There is a determination in Henley's nature, a hard resolve to follow her own lights that is necessary for anyone to succeed as a playwright. But because of other gentle aspects of her personality, her fundamental tough-mindedness can catch people by surprise. Such a simation is suggested by the earliest memory in the introduction, when a fellow acting student at Southern Methodist University recalls Henley as a college freshman on stage for her acting audition before the assembled theater faculty and older students. What he and others in the audience saw was "this beautiful young girl" on stage who announced "in charming Southern accent" that she would do Lady Macbeth's dagger speech, then added "in a slightly sinister voice, 'by William Shakespeare.'" The audience grew nervous. "What was coming? Maybe the worst Lady Macbeth of all times?" Then she delivered the speech "with a fierce intensity," and "for the one and only time in my experience I saw the dagger in the air. There was almost a gasp in the audience, an eerie sense of the surreal. It was an electric moment.... Beth has always been that moment to me--original, courageous, beautiful, and slightly sinister" (I, viii-ix).

A less rhapsodic reflection of the same quality comes in Henley's own memory of the inspiration for her play, Signature. She was "in a dark place and hadn't written for some time" when on a lark with a friend she let a graphologist analyze her handwriting. The verdict was that her two sentences indicated "a 'petty, selfish, measly, talentless egotist.' The graphologist added, 'I don't mean any of this as a value judgment.'" Henley went away "consumed with grief," then later began to ponder "why and how I had so eagerly given over my power, had paid ten dollars to give over to some stranger who would interpret my signature. My essence. My mark on the world." She remembered that "Keats had inscribed on his tombstone, 'Here lies one whose name was writ on water.' I thought what I'd like on my own grave was, 'Here lies one whose name was drilled in granite.' I started to write the play" (II, viii).

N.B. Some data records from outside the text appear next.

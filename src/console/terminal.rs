//! crossterm-backed terminal sink and keyboard input

use crossterm::{
    cursor::MoveTo,
    event::{self, Event, KeyCode, KeyEventKind, KeyModifiers},
    queue,
    style::Print,
    terminal::{self, Clear, ClearType},
};
use std::io::{self, IsTerminal, Stdout, Write};
use std::time::Duration;
use tracing::debug;

use super::{InputSource, OutputSink};

/// Terminal output on stdout.
///
/// Lines end in `\r\n` so output stays aligned while raw mode is active.
pub struct TerminalSink {
    out: Stdout,
}

impl TerminalSink {
    pub fn stdout() -> Self {
        Self { out: io::stdout() }
    }
}

impl OutputSink for TerminalSink {
    fn write_line(&mut self, line: &str) -> io::Result<()> {
        queue!(self.out, Print(line), Print("\r\n"))
    }

    fn redraw_line(&mut self, line: &str) -> io::Result<()> {
        queue!(
            self.out,
            Print("\r"),
            Clear(ClearType::UntilNewLine),
            Print(line)
        )
    }

    fn clear_screen(&mut self) -> io::Result<()> {
        queue!(self.out, Clear(ClearType::All), MoveTo(0, 0))
    }

    fn flush(&mut self) -> io::Result<()> {
        self.out.flush()
    }
}

/// Restores cooked mode when dropped.
struct RawModeGuard;

impl RawModeGuard {
    fn enable() -> io::Result<Self> {
        terminal::enable_raw_mode()?;
        Ok(Self)
    }
}

impl Drop for RawModeGuard {
    fn drop(&mut self) {
        if let Err(e) = terminal::disable_raw_mode() {
            debug!("Failed to restore terminal mode: {}", e);
        }
    }
}

/// Keyboard cancellation: the configured key, `Esc` or `Ctrl+C`.
///
/// Holds the terminal in raw mode for its lifetime so single key presses are
/// seen without Enter. When stdin is not a terminal nothing is ever read and
/// cancellation never fires.
pub struct KeyboardInput {
    cancel_key: char,
    raw: Option<RawModeGuard>,
}

impl KeyboardInput {
    pub fn new(cancel_key: char) -> io::Result<Self> {
        let raw = if io::stdin().is_terminal() {
            Some(RawModeGuard::enable()?)
        } else {
            debug!("stdin is not a terminal, keyboard cancellation disabled");
            None
        };
        Ok(Self {
            cancel_key: cancel_key.to_ascii_lowercase(),
            raw,
        })
    }

    fn is_cancel(&self, code: KeyCode, modifiers: KeyModifiers) -> bool {
        match code {
            KeyCode::Esc => true,
            KeyCode::Char('c') if modifiers.contains(KeyModifiers::CONTROL) => true,
            KeyCode::Char(c) => c.to_ascii_lowercase() == self.cancel_key,
            _ => false,
        }
    }
}

impl InputSource for KeyboardInput {
    fn poll_cancel(&mut self) -> io::Result<bool> {
        if self.raw.is_none() {
            return Ok(false);
        }
        while event::poll(Duration::ZERO)? {
            if let Event::Key(key) = event::read()? {
                if key.kind == KeyEventKind::Press && self.is_cancel(key.code, key.modifiers) {
                    return Ok(true);
                }
            }
        }
        Ok(false)
    }
}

Given the wacky, even bizarre nature of things that crop up in Henley's plays, the memory of an actress in The Miss Firecracker Contest is very instructive about how the plays are grounded in reality. While reading through the script the actress noticed that a character in the play "told a familiar story I once told Beth." It was a story
 about a midget and a dwarf who married and the tragedy of their
 life together. It was an odd story but my mother and I had actually
 attended their wedding years before when I was in college. This is
 an example of how Beth brings to her plays real events that might
 seem impossible but are based in truth. In my opinion, it is what
 makes her plays so strong and at the same time so fragile. The
 simple, painful truth in Beth's plays is the key to entering her
 world. And, of course, it makes me think twice about what I tell
 that gal. (I, xi)


Operating on outdated assumptions about the theater, Smith and Kraus arranged Henley's plays in the collected edition in the order of their New York productions, which jumbles the order of composition in several cases. Of course, the order of production of anybody's plays reflects the vagaries of the theater, many of which have little to do with the playwright in question, whereas the order of composition is intimately related to the writer's life experiences. Her commitment to her own outlook is evident when Henley mentions the problem in volume I, and lists the plays in the order she wrote them. Then in volume II, wanting "to explain something about the journey" (II, vi), she provides a longer (six paragraphs), and revealing, discussion of her writing career. The discussion traces her move westward from Mississippi to Los Angeles and relates her plays to her emotional experience when she wrote them. Her early plays, for instance, are memory plays because they deal with her concerns as a child and teenager, not the concerns of her twenties and thirties when she wrote the plays. The next two plays, The Lucky Spot and Abundance, set in Louisiana and the Wyoming Territory, are "written about parts of my life" after she got to Los Angeles, "the struggle to revive love betrayed (The Lucky Spot); the conflict between our need for love and security pitted against our desire for rapture and danger (Abundance)" (II, vi). And so forth through the twelve plays in the edition. Short on details, the suggestive discussion shows her drive to make the plays contemporary with her own experience.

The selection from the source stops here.